Tuesday, March 20, 2007

Still Trying to Break the Silence

Yehuda Shaul is the primary agent (in Burke's terminology) in a recent report for Reuters filed by Bernd Debusmann. Here is one reason why we ought to know about him:

Burly, bearded and from an ultra-orthodox background, the 24-year-old Shaul was one of the founders of Breaking the Silence, a group of former soldiers who shocked Israel in 2004 with an exhibition of photographs and video testimony on harassment and abuse of Palestinians.

The exhibition, which ran for weeks in Tel Aviv and was briefly on display at the Knesset (the Israeli parliament) spawned the tours of Hebron, where many of the soldiers in the group served during the second intifada, the Palestinian uprising.

I actually saw these photographs in San Francisco, and I hope they were on display in other cities outside of Israel. Debusmann filed his report because Breaking the Silence now has a new project:

Disenchanted Israeli army veterans have turned into guides to one of the bleakest places on the West Bank, the Israeli-held part of Hebron, to highlight what they say is the ugly face of occupation most Israelis never see.

Over the past 20 months, former soldiers have led some 2,500 people, in small groups of around a dozen, mostly Israelis, on grim show-and-tell excursions meant to explain the brutalizing effect of daily routine in an occupied city.

Shaul explained the project to Debusmann as follows:

"The tours have two goals," said Shaul. "Show the effect the occupation has on the occupied AND on the occupiers, the way it disrupts Palestinian life and the way it erodes the moral values of Israeli soldiers.

"The IDF (Israeli Defense Forces) blames excesses, when they come to light, on 'rotten apples'. But few soldiers end their West Bank tours with entirely clean hands. Israeli society prefers to keep silent about this."
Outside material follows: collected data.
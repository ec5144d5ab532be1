//! Hydrocult Storage
//!
//! This module persists everything a user owns:
//!
//! - **types**: Records and documents (DrinkLog, DailyGoal, ReminderSettings, ...)
//! - **engine**: SQLite-backed store for logs, documents and achievements
//! - **error**: Error types
//!
//! # Layout
//!
//! ```text
//! drink_logs    (user_id, id)                    -> one row per drink
//! documents     (user_id, collection, doc_id)    -> JSON body
//! achievements  (user_id, achievement_id)        -> unlock time
//! ```
//!
//! # Example
//!
//! ```rust,no_run
//! use hydrocult::storage::{DailyGoal, DrinkLog, DrinkType, StorageConfig, StorageEngine};
//!
//! #[tokio::main]
//! async fn main() -> Result<(), Box<dyn std::error::Error>> {
//!     let engine = StorageEngine::open(&StorageConfig::new("./data"))?;
//!
//!     engine.insert_log("alice", &DrinkLog::new(250, DrinkType::Water)).await?;
//!     engine.put_document("alice", &DailyGoal { amount: 3000 }).await?;
//!
//!     let goal: DailyGoal = engine.load("alice").await?;
//!     println!("Goal: {} ml", goal.amount);
//!
//!     Ok(())
//! }
//! ```

pub mod engine;
pub mod error;
pub mod types;

// Re-export commonly used types
pub use engine::{DeletedRecords, InsertOutcome, StorageConfig, StorageEngine, StorageStats};
pub use error::{StorageError, StorageResult};
pub use types::*;
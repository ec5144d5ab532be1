//! Daily progress
//!
//! Derived state shown on the dashboard: how much was drunk today, how far
//! along the goal that is, and how it splits across drink types.

use crate::storage::{DrinkLog, DrinkType, Units};
use chrono::NaiveDate;
use serde::Serialize;
use std::collections::BTreeMap;

/// Milliliters in one US fluid ounce
pub const ML_PER_OZ: f64 = 29.5735;

/// Progress towards the goal for a single day
#[derive(Debug, Clone, Serialize, PartialEq)]
pub struct DailyProgress {
    pub date: NaiveDate,
    pub total_ml: u32,
    pub goal_ml: u32,
    /// Rounded percentage of the goal, may exceed 100
    pub percent: u32,
    /// Same value capped at 100, for the radial visual
    pub visual_percent: u32,
    pub remaining_ml: u32,
    pub goal_met: bool,
    pub log_count: usize,
    pub by_type: BTreeMap<DrinkType, u32>,
}

impl DailyProgress {
    /// Compute progress from a day's logs
    pub fn compute(date: NaiveDate, logs: &[DrinkLog], goal_ml: u32) -> Self {
        let mut by_type = BTreeMap::new();
        let mut total_ml = 0u32;
        let mut log_count = 0;

        for log in logs.iter().filter(|l| l.is_counted()) {
            total_ml = total_ml.saturating_add(log.amount);
            *by_type.entry(log.drink_type).or_insert(0u32) += log.amount;
            log_count += 1;
        }

        let percent = percent_of_goal(total_ml, goal_ml);

        Self {
            date,
            total_ml,
            goal_ml,
            percent,
            visual_percent: percent.min(100),
            remaining_ml: goal_ml.saturating_sub(total_ml),
            goal_met: goal_met(total_ml, goal_ml),
            log_count,
            by_type,
        }
    }

    /// One-line summary suitable for sharing
    pub fn summary(&self, units: Units) -> String {
        format!(
            "I've had {} of my {} goal today ({}%)",
            format_amount(self.total_ml, units),
            format_amount(self.goal_ml, units),
            self.percent
        )
    }
}

/// Sum of counted logs
pub fn total_intake(logs: &[DrinkLog]) -> u32 {
    logs.iter()
        .filter(|l| l.is_counted())
        .fold(0u32, |acc, l| acc.saturating_add(l.amount))
}

/// `round(total / goal * 100)`, 0 when there is no goal
pub fn percent_of_goal(total_ml: u32, goal_ml: u32) -> u32 {
    if goal_ml == 0 {
        return 0;
    }
    ((total_ml as f64 / goal_ml as f64) * 100.0).round() as u32
}

pub fn goal_met(total_ml: u32, goal_ml: u32) -> bool {
    goal_ml > 0 && total_ml >= goal_ml
}

/// True when a write moved the total from below the goal to at or above it
pub fn goal_crossed(before_ml: u32, after_ml: u32, goal_ml: u32) -> bool {
    !goal_met(before_ml, goal_ml) && goal_met(after_ml, goal_ml)
}

/// Convert ml to oz, rounded to one decimal
pub fn ml_to_oz(ml: u32) -> f64 {
    ((ml as f64 / ML_PER_OZ) * 10.0).round() / 10.0
}

/// Render an amount in the user's units
pub fn format_amount(ml: u32, units: Units) -> String {
    match units {
        Units::Ml => format!("{} ml", ml),
        Units::Oz => format!("{:.1} oz", ml_to_oz(ml)),
    }
}

/// Moderation note shown when logging anything but water
pub fn drink_advice(drink_type: DrinkType) -> Option<&'static str> {
    match drink_type {
        DrinkType::Water => None,
        DrinkType::Coffee => {
            Some("Coffee can be dehydrating in large amounts. Moderation is key!")
        }
        DrinkType::Tea => Some("Some teas are diuretic. Remember to balance with plain water."),
        DrinkType::Juice => {
            Some("Juices can be high in sugar. Water is the best for pure hydration.")
        }
    }
}

#[cfg(test)]
mod tests {
    use super::*;
    use crate::storage::LogStatus;

    fn day() -> NaiveDate {
        NaiveDate::from_ymd_opt(2024, 6, 1).unwrap()
    }

    #[test]
    fn test_only_synced_logs_count() {
        let logs = vec![
            DrinkLog::new(500, DrinkType::Water),
            DrinkLog::new(300, DrinkType::Coffee).with_status(LogStatus::Pending),
            DrinkLog::new(200, DrinkType::Tea).with_status(LogStatus::Error),
            DrinkLog::new(250, DrinkType::Tea),
        ];

        let progress = DailyProgress::compute(day(), &logs, 2000);
        assert_eq!(progress.total_ml, 750);
        assert_eq!(progress.log_count, 2);
        assert_eq!(progress.by_type.get(&DrinkType::Water), Some(&500));
        assert_eq!(progress.by_type.get(&DrinkType::Tea), Some(&250));
        assert!(!progress.by_type.contains_key(&DrinkType::Coffee));
        assert_eq!(total_intake(&logs), 750);
    }

    #[test]
    fn test_visual_percent_capped() {
        let logs = vec![DrinkLog::new(3000, DrinkType::Water)];
        let progress = DailyProgress::compute(day(), &logs, 2000);

        assert_eq!(progress.percent, 150);
        assert_eq!(progress.visual_percent, 100);
        assert_eq!(progress.remaining_ml, 0);
        assert!(progress.goal_met);
    }

    #[test]
    fn test_percent_rounding_and_zero_goal() {
        assert_eq!(percent_of_goal(1000, 3000), 33);
        assert_eq!(percent_of_goal(2000, 3000), 67);
        assert_eq!(percent_of_goal(500, 0), 0);

        let progress = DailyProgress::compute(day(), &[], 0);
        assert_eq!(progress.percent, 0);
        assert!(!progress.goal_met);
    }

    #[test]
    fn test_goal_crossed() {
        assert!(goal_crossed(2000, 2500, 2500));
        assert!(goal_crossed(0, 3000, 2500));
        assert!(!goal_crossed(2500, 2750, 2500));
        assert!(!goal_crossed(1000, 2000, 2500));
    }

    #[test]
    fn test_units() {
        assert_eq!(ml_to_oz(250), 8.5);
        assert_eq!(ml_to_oz(0), 0.0);
        assert_eq!(format_amount(2500, Units::Ml), "2500 ml");
        assert_eq!(format_amount(2500, Units::Oz), "84.5 oz");
    }

    #[test]
    fn test_summary() {
        let logs = vec![DrinkLog::new(1250, DrinkType::Water)];
        let progress = DailyProgress::compute(day(), &logs, 2500);
        assert_eq!(
            progress.summary(Units::Ml),
            "I've had 1250 ml of my 2500 ml goal today (50%)"
        );
    }

    #[test]
    fn test_drink_advice() {
        assert!(drink_advice(DrinkType::Water).is_none());
        assert!(drink_advice(DrinkType::Coffee).unwrap().contains("Moderation"));
        assert!(drink_advice(DrinkType::Juice).unwrap().contains("sugar"));
        assert!(drink_advice(DrinkType::Tea).is_some());
    }
}
//! Hydration reminders and alerts
//!
//! - **schedule**: Computes when the next reminder is due
//! - **alert**: Alert kinds and the alerts a new log triggers
//! - **notifier**: Delivery seam; the server pushes through the WebSocket hub
//! - **scheduler**: Background task firing due reminders and summaries

pub mod alert;
pub mod notifier;
pub mod schedule;
pub mod scheduler;

pub use alert::{log_write_alerts, Alert, STREAK_MILESTONES};
pub use notifier::{HubNotifier, Notifier};
pub use schedule::{in_quiet_hours, next_reminder, skip_quiet_hours};
pub use scheduler::{ReminderScheduler, SchedulerConfig};
//! WebSocket Connection Hub
//!
//! Manages all WebSocket connections, subscriptions, and message broadcasting.
//! Every connection belongs to one user and only receives that user's events.

use std::collections::{HashMap, HashSet};
use std::sync::Arc;
use thiserror::Error;
use tokio::sync::{broadcast, mpsc, RwLock};
use uuid::Uuid;

use super::messages::{ServerMessage, WsEvent, TOPICS, WILDCARD_TOPIC};

/// Unique identifier for a WebSocket connection
pub type ConnectionId = String;

type Connections = Arc<RwLock<HashMap<ConnectionId, ConnectionHandle>>>;
type Subscriptions = Arc<RwLock<HashMap<String, HashSet<ConnectionId>>>>;

/// Manages all WebSocket connections and subscriptions
pub struct ConnectionHub {
    /// Active connections: ConnectionId → ConnectionHandle
    connections: Connections,
    /// Topic subscriptions: Topic → Set of ConnectionIds
    subscriptions: Subscriptions,
    /// Broadcast channel for events (used internally)
    broadcast_tx: broadcast::Sender<WsEvent>,
    config: HubConfig,
}

/// Configuration for the connection hub
#[derive(Debug, Clone)]
pub struct HubConfig {
    /// Maximum number of concurrent connections
    pub max_connections: usize,
    /// Capacity of the broadcast channel
    pub broadcast_capacity: usize,
}

impl Default for HubConfig {
    fn default() -> Self {
        Self {
            max_connections: 1000,
            broadcast_capacity: 1024,
        }
    }
}

/// Handle for sending messages to a specific connection
pub struct ConnectionHandle {
    /// Owner of the connection
    pub user_id: String,
    /// Channel sender for this connection
    pub sender: mpsc::UnboundedSender<ServerMessage>,
    /// Topics this connection is subscribed to
    pub subscriptions: HashSet<String>,
}

impl ConnectionHub {
    pub fn new(config: HubConfig) -> Self {
        let (broadcast_tx, _) = broadcast::channel(config.broadcast_capacity);

        Self {
            connections: Arc::new(RwLock::new(HashMap::new())),
            subscriptions: Arc::new(RwLock::new(HashMap::new())),
            broadcast_tx,
            config,
        }
    }

    /// Register a new WebSocket connection for a user
    ///
    /// Returns the connection ID on success, or an error if the connection
    /// limit has been reached.
    pub async fn register(
        &self,
        user_id: &str,
        sender: mpsc::UnboundedSender<ServerMessage>,
    ) -> Result<ConnectionId, HubError> {
        let mut connections = self.connections.write().await;
        if connections.len() >= self.config.max_connections {
            return Err(HubError::TooManyConnections(self.config.max_connections));
        }

        let id = Uuid::new_v4().to_string();
        connections.insert(
            id.clone(),
            ConnectionHandle {
                user_id: user_id.to_string(),
                sender,
                subscriptions: HashSet::new(),
            },
        );

        tracing::info!(connection_id = %id, user_id = %user_id, "WebSocket connected");
        Ok(id)
    }

    /// Unregister a connection and clean up its subscriptions
    pub async fn unregister(&self, id: &str) {
        let handle = self.connections.write().await.remove(id);

        if let Some(handle) = handle {
            let mut subs = self.subscriptions.write().await;
            for topic in handle.subscriptions {
                if let Some(subscribers) = subs.get_mut(&topic) {
                    subscribers.remove(id);
                    if subscribers.is_empty() {
                        subs.remove(&topic);
                    }
                }
            }
        }

        tracing::info!(connection_id = %id, "WebSocket disconnected");
    }

    /// Subscribe a connection to topics, returning the accepted ones
    pub async fn subscribe(&self, id: &str, topics: Vec<String>) -> Result<Vec<String>, HubError> {
        let mut connections = self.connections.write().await;
        let handle = connections.get_mut(id).ok_or(HubError::ConnectionNotFound)?;

        let mut subs = self.subscriptions.write().await;
        let mut subscribed = Vec::new();

        for topic in topics {
            if !is_valid_topic(&topic) {
                tracing::warn!(topic = %topic, "Invalid topic ignored");
                continue;
            }

            handle.subscriptions.insert(topic.clone());
            subs.entry(topic.clone())
                .or_insert_with(HashSet::new)
                .insert(id.to_string());

            subscribed.push(topic);
        }

        tracing::debug!(connection_id = %id, topics = ?subscribed, "Subscribed to topics");
        Ok(subscribed)
    }

    /// Unsubscribe a connection from topics
    pub async fn unsubscribe(
        &self,
        id: &str,
        topics: Vec<String>,
    ) -> Result<Vec<String>, HubError> {
        let mut connections = self.connections.write().await;
        let handle = connections.get_mut(id).ok_or(HubError::ConnectionNotFound)?;

        let mut subs = self.subscriptions.write().await;
        let mut unsubscribed = Vec::new();

        for topic in topics {
            if handle.subscriptions.remove(&topic) {
                if let Some(subscribers) = subs.get_mut(&topic) {
                    subscribers.remove(id);
                    if subscribers.is_empty() {
                        subs.remove(&topic);
                    }
                }
                unsubscribed.push(topic);
            }
        }

        tracing::debug!(connection_id = %id, topics = ?unsubscribed, "Unsubscribed from topics");
        Ok(unsubscribed)
    }

    /// Deliver an event to the owning user's subscribers of its topic
    ///
    /// Returns the number of connections the message was handed to.
    pub async fn broadcast(&self, event: &WsEvent) -> usize {
        self.clone_for_broadcast().broadcast(event).await
    }

    /// Publish an event without waiting for delivery
    pub fn publish(&self, event: WsEvent) {
        // Internal listeners may or may not exist
        let _ = self.broadcast_tx.send(event.clone());

        let hub = self.clone_for_broadcast();
        tokio::spawn(async move {
            hub.broadcast(&event).await;
        });
    }

    /// Send a message directly to a specific connection
    pub async fn send_to(&self, id: &str, message: ServerMessage) -> Result<(), HubError> {
        let connections = self.connections.read().await;
        let handle = connections.get(id).ok_or(HubError::ConnectionNotFound)?;

        handle
            .sender
            .send(message)
            .map_err(|_| HubError::SendFailed)
    }

    /// Get a receiver for the broadcast channel (internal use)
    pub fn subscribe_broadcast(&self) -> broadcast::Receiver<WsEvent> {
        self.broadcast_tx.subscribe()
    }

    pub async fn connection_count(&self) -> usize {
        self.connections.read().await.len()
    }

    /// Number of open connections owned by a user
    pub async fn user_connection_count(&self, user_id: &str) -> usize {
        self.connections
            .read()
            .await
            .values()
            .filter(|h| h.user_id == user_id)
            .count()
    }

    pub async fn subscription_count(&self, topic: &str) -> usize {
        self.subscriptions
            .read()
            .await
            .get(topic)
            .map(|s| s.len())
            .unwrap_or(0)
    }

    fn clone_for_broadcast(&self) -> ConnectionHubRef {
        ConnectionHubRef {
            connections: Arc::clone(&self.connections),
            subscriptions: Arc::clone(&self.subscriptions),
        }
    }
}

/// Known topic or the wildcard
fn is_valid_topic(topic: &str) -> bool {
    topic == WILDCARD_TOPIC || TOPICS.contains(&topic)
}

/// Reference to hub internals for async broadcast
struct ConnectionHubRef {
    connections: Connections,
    subscriptions: Subscriptions,
}

impl ConnectionHubRef {
    async fn broadcast(&self, event: &WsEvent) -> usize {
        let subs = self.subscriptions.read().await;
        let connections = self.connections.read().await;

        let direct = subs.get(&event.topic).cloned().unwrap_or_default();
        let wildcard = subs.get(WILDCARD_TOPIC).cloned().unwrap_or_default();

        let mut sent = 0;
        for id in direct.union(&wildcard) {
            if let Some(handle) = connections.get(id) {
                if handle.user_id == event.user_id
                    && handle.sender.send(event.message.clone()).is_ok()
                {
                    sent += 1;
                }
            }
        }

        if sent > 0 {
            tracing::trace!(topic = %event.topic, user_id = %event.user_id, subscribers = sent, "Broadcast event");
        }
        sent
    }
}

/// Errors that can occur in the connection hub
#[derive(Debug, Error)]
pub enum HubError {
    #[error("Too many connections (limit: {0})")]
    TooManyConnections(usize),

    #[error("Connection not found")]
    ConnectionNotFound,

    #[error("Failed to send message")]
    SendFailed,
}

#[cfg(test)]
mod tests {
    use super::*;
    use crate::storage::DailyGoal;

    #[test]
    fn test_default_config() {
        let config = HubConfig::default();
        assert_eq!(config.max_connections, 1000);
        assert_eq!(config.broadcast_capacity, 1024);
    }

    #[test]
    fn test_valid_topics() {
        assert!(is_valid_topic("logs"));
        assert!(is_valid_topic("alerts"));
        assert!(is_valid_topic("*"));

        assert!(!is_valid_topic("metrics.mood"));
        assert!(!is_valid_topic(""));
        assert!(!is_valid_topic("logs.*"));
    }

    #[tokio::test]
    async fn test_register_unregister() {
        let hub = ConnectionHub::new(HubConfig::default());
        let (tx, _rx) = mpsc::unbounded_channel();

        let id = hub.register("alice", tx).await.unwrap();
        assert!(!id.is_empty());
        assert_eq!(hub.connection_count().await, 1);
        assert_eq!(hub.user_connection_count("alice").await, 1);

        hub.unregister(&id).await;
        assert_eq!(hub.connection_count().await, 0);
    }

    #[tokio::test]
    async fn test_subscribe_unsubscribe() {
        let hub = ConnectionHub::new(HubConfig::default());
        let (tx, _rx) = mpsc::unbounded_channel();
        let id = hub.register("alice", tx).await.unwrap();

        let subscribed = hub
            .subscribe(&id, vec!["logs".to_string(), "bogus".to_string()])
            .await
            .unwrap();
        assert_eq!(subscribed, vec!["logs"]);
        assert_eq!(hub.subscription_count("logs").await, 1);

        let unsubscribed = hub.unsubscribe(&id, vec!["logs".to_string()]).await.unwrap();
        assert_eq!(unsubscribed, vec!["logs"]);
        assert_eq!(hub.subscription_count("logs").await, 0);

        assert!(matches!(
            hub.subscribe("missing", vec!["logs".to_string()]).await,
            Err(HubError::ConnectionNotFound)
        ));
    }

    #[tokio::test]
    async fn test_connection_limit() {
        let hub = ConnectionHub::new(HubConfig {
            max_connections: 2,
            broadcast_capacity: 16,
        });

        let (tx1, _) = mpsc::unbounded_channel();
        let (tx2, _) = mpsc::unbounded_channel();
        let (tx3, _) = mpsc::unbounded_channel();

        hub.register("a", tx1).await.unwrap();
        hub.register("b", tx2).await.unwrap();
        let result = hub.register("c", tx3).await;

        assert!(matches!(result, Err(HubError::TooManyConnections(2))));
    }

    #[tokio::test]
    async fn test_events_reach_only_owning_user() {
        let hub = ConnectionHub::new(HubConfig::default());

        let (tx_alice, mut rx_alice) = mpsc::unbounded_channel();
        let (tx_bob, mut rx_bob) = mpsc::unbounded_channel();
        let (tx_idle, mut rx_idle) = mpsc::unbounded_channel();

        let alice = hub.register("alice", tx_alice).await.unwrap();
        let bob = hub.register("bob", tx_bob).await.unwrap();
        let idle = hub.register("alice", tx_idle).await.unwrap();

        hub.subscribe(&alice, vec!["goal".to_string()]).await.unwrap();
        hub.subscribe(&bob, vec!["goal".to_string()]).await.unwrap();
        hub.subscribe(&idle, vec!["logs".to_string()]).await.unwrap();

        let event = WsEvent::goal_updated("alice", DailyGoal { amount: 3000 });
        assert_eq!(hub.broadcast(&event).await, 1);

        assert!(matches!(
            rx_alice.try_recv(),
            Ok(ServerMessage::GoalUpdated { .. })
        ));
        assert!(rx_bob.try_recv().is_err());
        assert!(rx_idle.try_recv().is_err());
    }

    #[tokio::test]
    async fn test_wildcard_subscription() {
        let hub = ConnectionHub::new(HubConfig::default());

        let (tx, mut rx) = mpsc::unbounded_channel();
        let id = hub.register("alice", tx).await.unwrap();
        hub.subscribe(&id, vec!["*".to_string()]).await.unwrap();

        hub.broadcast(&WsEvent::log_deleted("alice", "log-1")).await;
        hub.broadcast(&WsEvent::goal_updated("alice", DailyGoal::default()))
            .await;

        assert!(matches!(rx.try_recv(), Ok(ServerMessage::LogDeleted { .. })));
        assert!(matches!(rx.try_recv(), Ok(ServerMessage::GoalUpdated { .. })));
    }

    #[tokio::test]
    async fn test_publish_delivers_in_background() {
        let hub = ConnectionHub::new(HubConfig::default());
        let mut internal = hub.subscribe_broadcast();

        let (tx, mut rx) = mpsc::unbounded_channel();
        let id = hub.register("alice", tx).await.unwrap();
        hub.subscribe(&id, vec!["logs".to_string()]).await.unwrap();

        hub.publish(WsEvent::log_deleted("alice", "log-1"));

        let received = tokio::time::timeout(std::time::Duration::from_secs(1), rx.recv())
            .await
            .unwrap();
        assert!(matches!(received, Some(ServerMessage::LogDeleted { .. })));
        assert_eq!(internal.recv().await.unwrap().topic, "logs");
    }
}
This puts the Breaking the Silence group in the same camp as Yosef Lapid, the chairman of the Yad Vashem Holocaust memorial, who also happens to be a Holocaust survivor and who has chosen to focus on just how bad things are in Hebron. (I still find it ironic that I had to learn about Lapid from Al Jazeera and have yet to read about him in any other source.) What Debusmann fails to discuss, unfortunately, is the extent of the impact that Breaking the Silence has had on Israeli public opinion, perhaps because it is so rare that there is consensus about anything in Israeli public opinion!